The Eyes Have It. Traumatic experiences, such as rape, sexual or physical abuse, war experiences, or being the victim of a violent crime or terrifying accident may cause post-traumatic stress disorder (PTSD). Symptoms may include depression, anxiety attacks, rage or aggressive behavior, suicidal tendencies, substance abuse, terrifying nightmares, and visual flashbacks in which the person re-experiences some of the emotions and sensations from the original trauma.
Francine Shapiro, PhD, a senior research fellow at the Mental Research Institute in Palo Alto, California, developed Eye Movement Desensitization & Reprocessing (EMDR) after she noticed her own stress reactions diminish when her eyes swept back and forth while walking through a park.

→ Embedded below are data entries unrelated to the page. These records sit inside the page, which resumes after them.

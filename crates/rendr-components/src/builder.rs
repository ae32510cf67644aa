//! Node factories.
//!
//! - [`html`]: tag-named element factories and the `text`/`attr`/`class`/`style`
//!   property constructors

pub mod html;
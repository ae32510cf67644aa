//! The node type and its kind discriminant.

use std::borrow::Cow;
use std::fmt;

use serde::{Deserialize, Serialize};

use super::children::IntoChildren;
use crate::callback::{Event, Events, Handler};

/// Tag used when a node has none.
pub(crate) const DEFAULT_TAG: &str = "div";

/// Role of a node inside its parent.
#[derive(Debug, Clone, Copy, PartialEq, Eq, Hash, Serialize, Deserialize)]
#[serde(rename_all = "lowercase")]
pub enum Kind {
	/// A regular element.
	Element,
	/// A body-only node produced by [`text`](crate::builder::html::text).
	Text,
	/// An attribute of the parent (`tag` = name, `body` = value).
	Attribute,
	/// A class of the parent (`body` = class name).
	Class,
	/// An inline style property of the parent (`tag` = property, `body` = value).
	Style,
}

impl Kind {
	/// Returns `true` for kinds that render as elements of their own.
	pub fn is_element(self) -> bool {
		matches!(self, Kind::Element | Kind::Text)
	}

	/// Returns the lowercase name of the kind.
	pub fn as_str(self) -> &'static str {
		match self {
			Kind::Element => "element",
			Kind::Text => "text",
			Kind::Attribute => "attribute",
			Kind::Class => "class",
			Kind::Style => "style",
		}
	}
}

impl fmt::Display for Kind {
	fn fmt(&self, f: &mut fmt::Formatter<'_>) -> fmt::Result {
		f.write_str(self.as_str())
	}
}

/// A node of the component tree.
///
/// Nodes are built by the factory functions in [`builder::html`](crate::builder::html)
/// and extended with [`append`](Self::append) and [`on`](Self::on), both of which
/// consume the node and hand it back.
#[derive(Clone)]
pub struct Node {
	kind: Kind,
	tag: Cow<'static, str>,
	body: Cow<'static, str>,
	children: Vec<Node>,
	events: Events,
}

impl Node {
	fn new(kind: Kind, tag: Cow<'static, str>, body: Cow<'static, str>) -> Self {
		Self {
			kind,
			tag,
			body,
			children: Vec::new(),
			events: Events::new(),
		}
	}

	/// Creates an element node with the given tag and no children.
	pub fn element(tag: impl Into<Cow<'static, str>>) -> Self {
		Self::new(Kind::Element, tag.into(), Cow::Borrowed(""))
	}

	/// Creates a body-only node. Its tag is empty, so it renders as a `div`.
	pub fn text(body: impl Into<Cow<'static, str>>) -> Self {
		Self::new(Kind::Text, Cow::Borrowed(""), body.into())
	}

	/// Creates an attribute node.
	pub fn attribute(
		key: impl Into<Cow<'static, str>>,
		value: impl Into<Cow<'static, str>>,
	) -> Self {
		Self::new(Kind::Attribute, key.into(), value.into())
	}

	/// Creates a class node.
	pub fn class(name: impl Into<Cow<'static, str>>) -> Self {
		Self::new(Kind::Class, Cow::Borrowed(""), name.into())
	}

	/// Creates an inline style node.
	pub fn style(
		property: impl Into<Cow<'static, str>>,
		value: impl Into<Cow<'static, str>>,
	) -> Self {
		Self::new(Kind::Style, property.into(), value.into())
	}

	/// Returns the node kind.
	pub fn kind(&self) -> Kind {
		self.kind
	}

	/// Returns the identity key: the tag, attribute name or style property.
	pub fn key(&self) -> &str {
		&self.tag
	}

	/// Returns the identity value: the body, attribute value, class name or style value.
	pub fn value(&self) -> &str {
		&self.body
	}

	/// Returns the tag used for rendering, `div` when the node has none.
	pub fn resolved_tag(&self) -> &str {
		if self.tag.is_empty() {
			DEFAULT_TAG
		} else {
			&self.tag
		}
	}

	/// Returns the child nodes.
	pub fn children(&self) -> &[Node] {
		&self.children
	}

	/// Returns the registered event handlers.
	pub fn events(&self) -> &Events {
		&self.events
	}

	/// Returns the handler registered for `event`, if any.
	pub fn handler(&self, event: &str) -> Option<&Handler> {
		self.events.get(event)
	}

	/// Appends children after the existing ones, in order.
	///
	/// `None` children are skipped; nothing is de-duplicated.
	pub fn append(mut self, children: impl IntoChildren) -> Self {
		children.push_into(&mut self.children);
		self
	}

	/// Registers a handler for `event`, replacing any previous one for the same name.
	///
	/// ## Example
	///
	/// ```ignore
	/// button("Save").on("click", |_event| info_log!("saved"))
	/// ```
	pub fn on<F>(mut self, event: impl Into<Cow<'static, str>>, handler: F) -> Self
	where
		F: Fn(Event) + 'static,
	{
		self.events.insert(event.into(), Handler::new(handler));
		self
	}

	/// Same as [`on`](Self::on) for an already wrapped handler.
	pub fn on_handler(mut self, event: impl Into<Cow<'static, str>>, handler: Handler) -> Self {
		self.events.insert(event.into(), handler);
		self
	}
}

impl fmt::Debug for Node {
	fn fmt(&self, f: &mut fmt::Formatter<'_>) -> fmt::Result {
		let mut events: Vec<&str> = self.events.keys().map(|k| &**k).collect();
		events.sort_unstable();
		f.debug_struct("Node")
			.field("kind", &self.kind)
			.field("tag", &self.tag)
			.field("body", &self.body)
			.field("children", &self.children)
			.field("events", &events)
			.finish()
	}
}

/// Structural equality. Handlers compare by identity.
impl PartialEq for Node {
	fn eq(&self, other: &Self) -> bool {
		self.kind == other.kind
			&& self.tag == other.tag
			&& self.body == other.body
			&& self.children == other.children
			&& self.events.len() == other.events.len()
			&& self.events.iter().all(|(name, handler)| {
				other
					.events
					.get(name)
					.is_some_and(|theirs| handler.ptr_eq(theirs))
			})
	}
}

During treatment, a therapist asks patients to identify a vivid visual image related to the incident, along with related emotions and body sensations. While focusing on the image, negative thoughts, or sensations, patients simultaneously move their eyes back and forth, following the therapist’s fingers across their field of vision, for 20 to 30 seconds.
Patients are next told to “let their mind go,” observing whatever thought, feeling, image, memory, or sensation surfaces. The therapist helps them “process the association” and deal with any distress the images may cause–before moving on to the next focus. The primary objective is to “reprogram” the emotional brain so it stops continuing to react based on past experiences.
In 2002, The Journal of Clinical Psychology reported that 70 percent of EMDR participants achieved results in three active treatment sessions. It is one of four therapies given the highest recommendation by the US Department of Veterans Affairs guidelines for PTSD.